В «Красном и черном» мы почти всегда созерцаем мир романа глазами господина. Вот мы проникаем в сознание свободной, безразличной и надменной Матильды – но стоит ей стать рабой, как мы наблюдаем ее лишь извне, с позиции господина – то есть Жюльена. Здесь романический свет обитает преимущественно в сознании господина; когда же оно перестает быть таковым, этот свет его покидает и переходит к победителю. У Пруста все ровно наоборот: сознание, пропускающее сквозь себя реальность романа и придающее ей специфически прустовский вкус – почти всегда сознание рабское.

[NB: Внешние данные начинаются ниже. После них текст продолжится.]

/// Data link escape. Starts every two-byte control sequence.
pub const DLE: u8 = 0x10;

/// End of text. Closes a packet when preceded by [DLE].
pub const ETX: u8 = 0x03;

/// Packet identifier and sub-identifier.
pub const ID_LEN: usize = 2;

/// Big-endian CRC-32 at the end of every packet.
pub const TRAILER_LEN: usize = 4;

/// Smallest packet that can pass validation: identifier plus trailer.
pub const MIN_PACKET_LEN: usize = ID_LEN + TRAILER_LEN;

/// Largest decoded payload, not counting identifier or trailer.
pub const MAX_PAYLOAD: usize = 256;

/// Trimble receivers ship at 9600 8-O-1.
pub const BAUD_RATE: u32 = 9600;

pub mod crc;
pub use crc::{ChecksumDigest, ChecksumStyle, Crc32};

pub mod validate;
pub use validate::{PacketError, Validator};

#[cfg(feature = "alloc")]
pub mod destuff;
#[cfg(feature = "alloc")]
pub use destuff::{destuff, destuff_after_escape, destuff_into, Destuffed, Marker, MarkerKind};

pub mod serialize;
pub use serialize::{Serializer, StuffError};

/// The pair of byte values that frame a stream.
#[derive(Debug, Clone, Copy, PartialEq, Eq, PartialOrd, Ord, Hash)]
#[cfg_attr(feature = "defmt", derive(defmt::Format))]
pub struct Framing {
    pub escape: u8,
    pub terminator: u8,
}

impl Framing {
    /// DLE / ETX, as used by TSIP.
    pub const TSIP: Self = Self::new(DLE, ETX);

    pub const fn new(escape: u8, terminator: u8) -> Self {
        Self { escape, terminator }
    }

    /// Can this byte begin a packet identifier?
    ///
    /// An escape byte there would read back as a literal, and a
    /// terminator would read back as the end of a packet.
    pub const fn is_legal_id(&self, id: u8) -> bool {
        id != self.escape && id != self.terminator
    }
}

impl Default for Framing {
    fn default() -> Self {
        Self::TSIP
    }
}

/// Longest packet, identifier and trailer included, for a given
/// maximum payload.
pub const fn max_packet_len(max_payload: usize) -> usize {
    max_payload + MIN_PACKET_LEN
}
use rand::rngs::StdRng;
use rand::{Rng, SeedableRng};

use tsiplib::protocol::serialize::stuff_packet;
use tsiplib::protocol::{Crc32, Framing, MAX_PAYLOAD};

/// Most garbage bytes written between two packets.
const MAX_NOISE: usize = 16;

#[derive(clap::Args, Debug)]
pub struct GenerateOpts {
    output: String,
    /// Packets to write
    #[arg(short, long, default_value_t = 1000)]
    count: usize,
    /// Seed for a reproducible stream
    #[arg(short, long)]
    seed: Option<u64>,
    /// Largest payload to generate
    #[arg(long, default_value_t = 64)]
    max_payload: usize,
    /// Chance of garbage bytes before each packet
    #[arg(long, default_value_t = 0.0)]
    noise: f64,
}

impl crate::ToolRun for GenerateOpts {
    fn run(&self) -> anyhow::Result<()> {
        anyhow::ensure!(
            self.max_payload <= MAX_PAYLOAD,
            "max payload can be at most {}",
            MAX_PAYLOAD
        );
        anyhow::ensure!(
            (0.0..=1.0).contains(&self.noise),
            "noise must be between 0 and 1"
        );

        let mut rng = match self.seed {
            Some(seed) => StdRng::seed_from_u64(seed),
            None => StdRng::from_entropy(),
        };
        let stream = generate(
            &mut rng,
            &Framing::TSIP,
            self.count,
            self.max_payload,
            self.noise,
        )?;

        std::fs::write(&self.output, &stream)?;
        println!(
            "Wrote {} packets, {} bytes to {}",
            self.count,
            stream.len(),
            self.output
        );
        Ok(())
    }
}

fn generate<R>(
    rng: &mut R,
    framing: &Framing,
    count: usize,
    max_payload: usize,
    noise: f64,
) -> anyhow::Result<Vec<u8>>
where
    R: Rng,
{
    let crc = Crc32::new();
    let mut out = Vec::new();
    let mut packet = Vec::with_capacity(max_payload + 2);

    for _ in 0..count {
        if rng.gen_bool(noise) {
            // anything but an escape, which would make a real sequence
            for _ in 0..rng.gen_range(1..=MAX_NOISE) {
                let b = loop {
                    let b: u8 = rng.gen();
                    if b != framing.escape {
                        break b;
                    }
                };
                out.push(b);
            }
        }

        let id = loop {
            let id: u8 = rng.gen();
            if framing.is_legal_id(id) {
                break id;
            }
        };
        let len = rng.gen_range(0..=max_payload);

        packet.clear();
        packet.push(id);
        packet.push(rng.gen());
        packet.extend((0..len).map(|_| rng.gen::<u8>()));
        stuff_packet(&crc, framing, max_payload, &mut out, &packet)?;
    }

    Ok(out)
}

#[cfg(test)]
mod test {
    use super::*;
    use tsiplib::{Decoder, DecoderConfig, Packet};

    fn decode(stream: &[u8], max_payload: usize) -> Vec<Vec<u8>> {
        let mut seen = Vec::new();
        let config = DecoderConfig::new().with_max_payload(max_payload);
        let mut decoder =
            Decoder::new(config, Crc32::new(), |p: Packet<'_>| seen.push(p.to_vec())).unwrap();
        decoder.feed(stream);
        drop(decoder);
        seen
    }

    #[test]
    fn seeded_is_reproducible() {
        let a = generate(&mut StdRng::seed_from_u64(7), &Framing::TSIP, 20, 32, 0.5).unwrap();
        let b = generate(&mut StdRng::seed_from_u64(7), &Framing::TSIP, 20, 32, 0.5).unwrap();
        assert_eq!(a, b);
    }

    #[test]
    fn decodes_back() {
        let stream = generate(&mut StdRng::seed_from_u64(1), &Framing::TSIP, 100, 48, 0.0).unwrap();
        assert_eq!(decode(&stream, 48).len(), 100);
    }

    #[test]
    fn decodes_back_with_noise() {
        let stream = generate(&mut StdRng::seed_from_u64(2), &Framing::TSIP, 100, 48, 1.0).unwrap();
        assert_eq!(decode(&stream, 48).len(), 100);
    }
}
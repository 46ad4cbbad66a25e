use log::{debug, warn};

use crate::buffer::BoundedBuffer;
use crate::DecoderConfig;

/// Pulls raw blocks from a byte source.
///
/// The first empty read, or the first error, exhausts the source for
/// good: every later block comes back empty without touching it.
#[derive(Debug)]
pub struct Ingest<R>
where
    R: embedded_io::Read,
{
    source: R,
    fill_target: usize,
    chunk_size: usize,
    exhausted: bool,
    bytes_read: u64,
    error: Option<R::Error>,
}

impl<R> Ingest<R>
where
    R: embedded_io::Read,
{
    pub fn new(config: &DecoderConfig, source: R) -> Self {
        Self {
            source,
            fill_target: config.fill_target,
            chunk_size: config.chunk_size,
            exhausted: false,
            bytes_read: 0,
            error: None,
        }
    }

    pub fn is_exhausted(&self) -> bool {
        self.exhausted
    }

    pub fn bytes_read(&self) -> u64 {
        self.bytes_read
    }

    /// Release the source, and the error that exhausted it, if any.
    pub fn free(self) -> (R, Option<R::Error>) {
        (self.source, self.error)
    }

    /// Replace the contents of `raw` with the next block.
    ///
    /// Reads in chunks until the block reaches its fill target or the
    /// source runs dry. Returns the block length; zero means the
    /// source is exhausted.
    pub fn fill(&mut self, raw: &mut BoundedBuffer) -> usize {
        raw.clear();
        if self.exhausted {
            return 0;
        }

        let target = self.fill_target.min(raw.capacity());
        while raw.len() < target {
            let want = (target - raw.len()).min(self.chunk_size);
            match raw.read(&mut self.source, want) {
                Ok(0) => {
                    debug!("byte source exhausted after {} bytes", self.bytes_read);
                    self.exhausted = true;
                    break;
                }
                Ok(amt) => self.bytes_read += amt as u64,
                Err(e) => {
                    warn!("byte source failed after {} bytes: {:?}", self.bytes_read, e);
                    self.error = Some(e);
                    self.exhausted = true;
                    break;
                }
            }
        }

        raw.len()
    }
}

Переход от господства к рабству проясняет множество контрастов между Стендалем – с одной стороны, и Прустом с Достоевским – с другой. Известно, что будущее господства есть рабство, и этот принцип, верный в теоретическом плане, является таковым и в плане того, как произведения следуют одно за другим. Если будущее господства – рабство, то будущее Стендаля – Пруст и Достоевский, чьи творения составляют истину стендалевских.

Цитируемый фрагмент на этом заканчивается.